Being a good netezen, with iptables.
Mon, 25 Mar 2002 20:46:09 -0500
On Mon, Mar 25, 2002 at 05:30:46PM -0800, Rob Finneran wrote:
> Good topic.
> I've read a CERT that states that ISP should practice being good net citizen
> by not allowing packets with spoofed IP addresses to leave there networks.
It's easier said than done. First of all, it should be done on the edge,
otherwise a transit network cannot distinguish between a spoofed or a
valid transit packet; secondly just imagine what the impact would be to
filter on oc12 or 48 or even 192 interfaces... Another point is that not
all spoofed packets are from different ISP's or even segments of an ISP, so
there is still possibility for a spoofer to spoof...
But in general, I agree, spoofed packets should get identified and dropped
as early as possible, ideally on the very first hop.
> Maybe I'm a little naive, but if everyone did this, wouldn't this prevent
> the majority of hack attacks?
> -----Original Message-----
> From: firstname.lastname@example.org
> [mailto:email@example.com]On Behalf Of Daniel F. Chief
> Security Engineer -
> Sent: Monday, March 25, 2002 2:31 PM
> To: Netfilter - Mail list
> Subject: Being a good netezen, with iptables.

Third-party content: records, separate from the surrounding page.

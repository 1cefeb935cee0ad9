mod collect;
mod collection_runs;
mod explain;
mod news;
mod users;

use std::{sync::Arc, time::Duration};

use axum::{
    extract::State,
    http::{header, HeaderName, Method, StatusCode},
    response::IntoResponse,
    routing::{get, post},
    Extension, Json, Router,
};
use chrono::{DateTime, Utc};
use newsdesk_core::{ArticleStore, SourcesFile};
use newsdesk_digest::{DigestBuilder, DigestError, PreferenceLedger};
use newsdesk_explain::Explainer;
use newsdesk_ingest::CollectOptions;
use serde::Serialize;
use sqlx::PgPool;
use tokio::sync::Mutex;
use tower::ServiceBuilder;
use tower_http::{cors::CorsLayer, trace::TraceLayer};

use crate::middleware::{enforce_rate_limit, request_id, RateLimitState, RequestId};

/// Everything a handler or the cron job needs. Cheap to clone.
#[derive(Clone)]
pub struct AppState {
    /// `None` when running on in-memory stores.
    pub db: Option<PgPool>,
    pub http: reqwest::Client,
    pub sources: Arc<SourcesFile>,
    pub collect_options: CollectOptions,
    pub articles: Arc<dyn ArticleStore>,
    pub ledger: PreferenceLedger,
    pub digests: DigestBuilder,
    /// `None` when no model key is configured.
    pub explainer: Option<Explainer>,
    pub collect_lock: Arc<Mutex<()>>,
}

#[derive(Debug, Serialize)]
pub struct ApiResponse<T: Serialize> {
    pub data: T,
    pub meta: ResponseMeta,
}

#[derive(Debug, Serialize)]
pub struct ResponseMeta {
    pub request_id: String,
    pub timestamp: DateTime<Utc>,
}

#[derive(Debug, Serialize)]
pub struct ApiError {
    pub error: ErrorBody,
    pub meta: ResponseMeta,
}

#[derive(Debug, Serialize)]
pub struct ErrorBody {
    pub code: String,
    pub message: String,
}

#[derive(Debug, Serialize, PartialEq, Eq)]
struct HealthData {
    status: &'static str,
    database: &'static str,
}

impl ResponseMeta {
    pub(super) fn new(request_id: String) -> Self {
        Self {
            request_id,
            timestamp: Utc::now(),
        }
    }
}

impl<T: Serialize> ApiResponse<T> {
    pub(super) fn new(data: T, request_id: String) -> Json<Self> {
        Json(Self {
            data,
            meta: ResponseMeta::new(request_id),
        })
    }
}

impl ApiError {
    pub fn new(
        request_id: impl Into<String>,
        code: impl Into<String>,
        message: impl Into<String>,
    ) -> Self {
        Self {
            error: ErrorBody {
                code: code.into(),
                message: message.into(),
            },
            meta: ResponseMeta::new(request_id.into()),
        }
    }
}

impl IntoResponse for ApiError {
    fn into_response(self) -> axum::response::Response {
        let status = match self.error.code.as_str() {
            "not_found" => StatusCode::NOT_FOUND,
            "bad_request" | "validation_error" => StatusCode::BAD_REQUEST,
            "conflict" => StatusCode::CONFLICT,
            "rate_limited" => StatusCode::TOO_MANY_REQUESTS,
            "unavailable" => StatusCode::SERVICE_UNAVAILABLE,
            _ => StatusCode::INTERNAL_SERVER_ERROR,
        };
        (status, Json(self)).into_response()
    }
}

pub(super) fn normalize_limit(limit: Option<usize>) -> usize {
    limit
        .unwrap_or(newsdesk_ingest::DEFAULT_LIST_LIMIT)
        .clamp(1, newsdesk_ingest::DEFAULT_LIST_LIMIT)
}

pub(super) fn map_store_error(request_id: String, error: &newsdesk_core::StoreError) -> ApiError {
    tracing::error!(error = %error, "store operation failed");
    ApiError::new(request_id, "internal_error", "storage operation failed")
}

pub(super) fn map_db_error(request_id: String, error: &newsdesk_db::DbError) -> ApiError {
    if matches!(error, newsdesk_db::DbError::NotFound) {
        return ApiError::new(request_id, "not_found", error.to_string());
    }
    tracing::error!(error = %error, "database query failed");
    ApiError::new(request_id, "internal_error", "database query failed")
}

pub(super) fn map_digest_error(request_id: String, error: &DigestError) -> ApiError {
    match error {
        DigestError::InvalidWeight | DigestError::InvalidUser => {
            ApiError::new(request_id, "validation_error", error.to_string())
        }
        DigestError::Store(e) => map_store_error(request_id, e),
    }
}

fn build_cors() -> CorsLayer {
    CorsLayer::new()
        .allow_origin(tower_http::cors::Any)
        .allow_methods([Method::GET, Method::POST])
        .allow_headers([header::CONTENT_TYPE, HeaderName::from_static("x-request-id")])
}

fn limited_router(rate_limit: RateLimitState) -> Router<AppState> {
    Router::new()
        .route("/api/v1/collect", post(collect::trigger_collection))
        .route(
            "/api/v1/collection-runs",
            get(collection_runs::list_collection_runs),
        )
        .route(
            "/api/v1/collection-runs/{run_id}/sources",
            get(collection_runs::list_run_sources),
        )
        .route("/api/v1/news", get(news::list_news))
        .route(
            "/api/v1/news/category/{category}",
            get(news::list_news_by_category),
        )
        .route(
            "/api/v1/users/{user_id}/signals",
            post(users::record_signal),
        )
        .route(
            "/api/v1/users/{user_id}/preferences",
            get(users::list_preferences),
        )
        .route(
            "/api/v1/users/{user_id}/digest",
            get(users::latest_digest).post(users::build_digest),
        )
        .route("/api/v1/explain", post(explain::explain_text))
        .route("/api/v1/explain/newspaper", post(explain::newspaper_summary))
        .layer(axum::middleware::from_fn_with_state(
            rate_limit,
            enforce_rate_limit,
        ))
}

pub fn build_app(state: AppState, rate_limit: RateLimitState) -> Router {
    let public_routes = Router::new().route("/api/v1/health", get(health));

    Router::new()
        .merge(public_routes)
        .merge(limited_router(rate_limit))
        .layer(
            ServiceBuilder::new()
                .layer(TraceLayer::new_for_http())
                .layer(build_cors())
                .layer(axum::middleware::from_fn(request_id)),
        )
        .with_state(state)
}

async fn health(
    State(state): State<AppState>,
    Extension(req_id): Extension<RequestId>,
) -> impl IntoResponse {
    let Some(pool) = &state.db else {
        return (
            StatusCode::OK,
            ApiResponse::new(
                HealthData {
                    status: "ok",
                    database: "not_configured",
                },
                req_id.0,
            ),
        );
    };

    match newsdesk_db::health_check(pool).await {
        Ok(()) => (
            StatusCode::OK,
            ApiResponse::new(
                HealthData {
                    status: "ok",
                    database: "ok",
                },
                req_id.0,
            ),
        ),
        Err(e) => {
            tracing::warn!(error = %e, "health check: database unavailable");
            (
                StatusCode::SERVICE_UNAVAILABLE,
                ApiResponse::new(
                    HealthData {
                        status: "degraded",
                        database: "unavailable",
                    },
                    req_id.0,
                ),
            )
        }
    }
}

pub fn default_rate_limit_state() -> RateLimitState {
    RateLimitState::new(120, Duration::from_secs(60))
}

#[cfg(test)]
#[path = "api_test.rs"]
mod tests;
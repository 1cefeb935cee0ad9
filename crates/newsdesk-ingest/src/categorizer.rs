//! Rule-based topical categorizer.

use newsdesk_core::{ArticleRecord, CategoryLabel};

/// Ordered `(label, keywords)` rules. The first rule with any keyword
/// present in the article text wins; nothing matching means
/// [`CategoryLabel::General`].
///
/// Keywords are lowercase substrings of `lower(title) + " " + lower(source)`,
/// so `tech` matches a `Reddit-technology` source and `game` matches "games".
/// Short keywords hit inside longer words too ("ai" in "Mumbai").
pub const CATEGORY_RULES: &[(CategoryLabel, &[&str])] = &[
    (
        CategoryLabel::Sports,
        &[
            "nfl", "match", "game", "score", "win", "lose", "football", "cricket",
        ],
    ),
    (
        CategoryLabel::Tech,
        &[
            "tech",
            "robot",
            "ai",
            "software",
            "iphone",
            "google",
            "microsoft",
        ],
    ),
    (
        CategoryLabel::India,
        &["india", "delhi", "mumbai", "bjp", "congress", "rupee"],
    ),
    (
        CategoryLabel::World,
        &["ukraine", "israel", "gaza", "china", "russia", "global", "un"],
    ),
];

/// Assign exactly one category to an article.
///
/// Pure: the same title and source always produce the same label, so
/// records re-read from the pool can be re-categorized safely.
#[must_use]
pub fn categorize(article: &ArticleRecord) -> CategoryLabel {
    categorize_text(&article.title, &article.source)
}

fn categorize_text(title: &str, source: &str) -> CategoryLabel {
    let text = format!("{} {}", title.to_lowercase(), source.to_lowercase());

    CATEGORY_RULES
        .iter()
        .find(|(_, keywords)| keywords.iter().any(|k| text.contains(k)))
        .map_or(CategoryLabel::General, |(label, _)| *label)
}
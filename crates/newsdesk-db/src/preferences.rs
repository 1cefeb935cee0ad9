//! Database operations for `user_preferences`.

use async_trait::async_trait;
use chrono::{DateTime, Utc};
use newsdesk_core::{CategoryLabel, PreferenceScore, PreferenceStore, StoreError};
use sqlx::PgPool;

use crate::DbError;

/// A row from the `user_preferences` table.
#[derive(Debug, Clone, sqlx::FromRow)]
pub struct PreferenceRow {
    pub id: i64,
    pub user_id: String,
    pub category: String,
    /// `BIGINT NOT NULL CHECK (score >= 0)`.
    pub score: i64,
    pub created_at: DateTime<Utc>,
    pub updated_at: DateTime<Utc>,
}

impl PreferenceRow {
    /// # Errors
    ///
    /// Returns [`DbError::Decode`] if the stored category or score is out of range.
    pub fn into_score(self) -> Result<PreferenceScore, DbError> {
        let category = self
            .category
            .parse::<CategoryLabel>()
            .map_err(|e| DbError::Decode(e.to_string()))?;
        let score = u64::try_from(self.score)
            .map_err(|_| DbError::Decode(format!("negative score {}", self.score)))?;
        Ok(PreferenceScore {
            user_id: self.user_id,
            category,
            score,
            created_at: self.created_at,
        })
    }
}

/// Adds `weight` to the (user, category) score in one statement, creating
/// the row at `weight` on first use. Returns the new score.
///
/// The `ON CONFLICT ... DO UPDATE` upsert is atomic per row, so concurrent
/// increments serialize on the unique index.
///
/// # Errors
///
/// Returns [`DbError::Sqlx`] if the upsert fails.
pub async fn increment_preference(
    pool: &PgPool,
    user_id: &str,
    category: CategoryLabel,
    weight: i64,
) -> Result<i64, DbError> {
    let score = sqlx::query_scalar::<_, i64>(
        "INSERT INTO user_preferences (user_id, category, score) \
         VALUES ($1, $2, $3) \
         ON CONFLICT (user_id, category) DO UPDATE SET \
             score      = user_preferences.score + EXCLUDED.score, \
             updated_at = NOW() \
         RETURNING score",
    )
    .bind(user_id)
    .bind(category.as_str())
    .bind(weight)
    .fetch_one(pool)
    .await?;

    Ok(score)
}

/// All preference rows for a user, oldest first.
///
/// # Errors
///
/// Returns [`DbError::Sqlx`] if the query fails.
pub async fn list_preferences(pool: &PgPool, user_id: &str) -> Result<Vec<PreferenceRow>, DbError> {
    let rows = sqlx::query_as::<_, PreferenceRow>(
        "SELECT id, user_id, category, score, created_at, updated_at \
         FROM user_preferences \
         WHERE user_id = $1 \
         ORDER BY created_at, id",
    )
    .bind(user_id)
    .fetch_all(pool)
    .await?;

    Ok(rows)
}

/// [`PreferenceStore`] over Postgres.
#[derive(Debug, Clone)]
pub struct PgPreferenceStore {
    pool: PgPool,
}

impl PgPreferenceStore {
    #[must_use]
    pub fn new(pool: PgPool) -> Self {
        Self { pool }
    }
}

#[async_trait]
impl PreferenceStore for PgPreferenceStore {
    async fn increment(
        &self,
        user_id: &str,
        category: CategoryLabel,
        weight: u64,
    ) -> Result<u64, StoreError> {
        let weight = i64::try_from(weight)
            .map_err(|_| StoreError::Codec(format!("weight {weight} exceeds BIGINT")))?;
        let score = increment_preference(&self.pool, user_id, category, weight).await?;
        u64::try_from(score).map_err(|_| StoreError::Codec(format!("negative score {score}")))
    }

    async fn list_for_user(&self, user_id: &str) -> Result<Vec<PreferenceScore>, StoreError> {
        let rows = list_preferences(&self.pool, user_id).await?;
        rows.into_iter()
            .map(|row| row.into_score().map_err(StoreError::from))
            .collect()
    }
}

> This may be more philosophical than technical.
> I have several gateway firewalls using iptables : )
> Big ones each one can see at peak around 100+ Mbs. I have many rules for
> ports that are filtered to REJECT with am ICMP port or host unreachable.
> time to time I get e-mails from other _admins_ saying "Your IP
> xxx.xxx.xxx.xxx is attacking us" some of them include packet logs showing
> the ICMP packets coming from my firewall. So basically I tell them to check
> out their own system as I know my firewalls are secure(of course i check
> out every time because Im paranoid). Telling them that it is possible that
> some one spoofed their IP while sending me packets. But it could be port
> scanners who may own the other guys box or have an account there which
> them to portscan.
> By using the REJECTS to me seems it would possibly draw attention to these
> systems that are doing such naughty things when a netadmin hopefully sees
> potentially hundreds of ICMP port unreachable coming in to his network
> for one machine. I know I have filters setup to see this kind of stuff and
> alert me to the possibility of a compromised machine.
> Im not trying to start a _Holy_war_ between DROP and REJECT fans, Just
> wondering what the consenses is here. What should a good netezen do these
> Chief Security Engineer | Daniel Fairchild firstname.lastname@example.org
> Unix is like a wigwam -- no Gates, no Windows, and an Apache inside.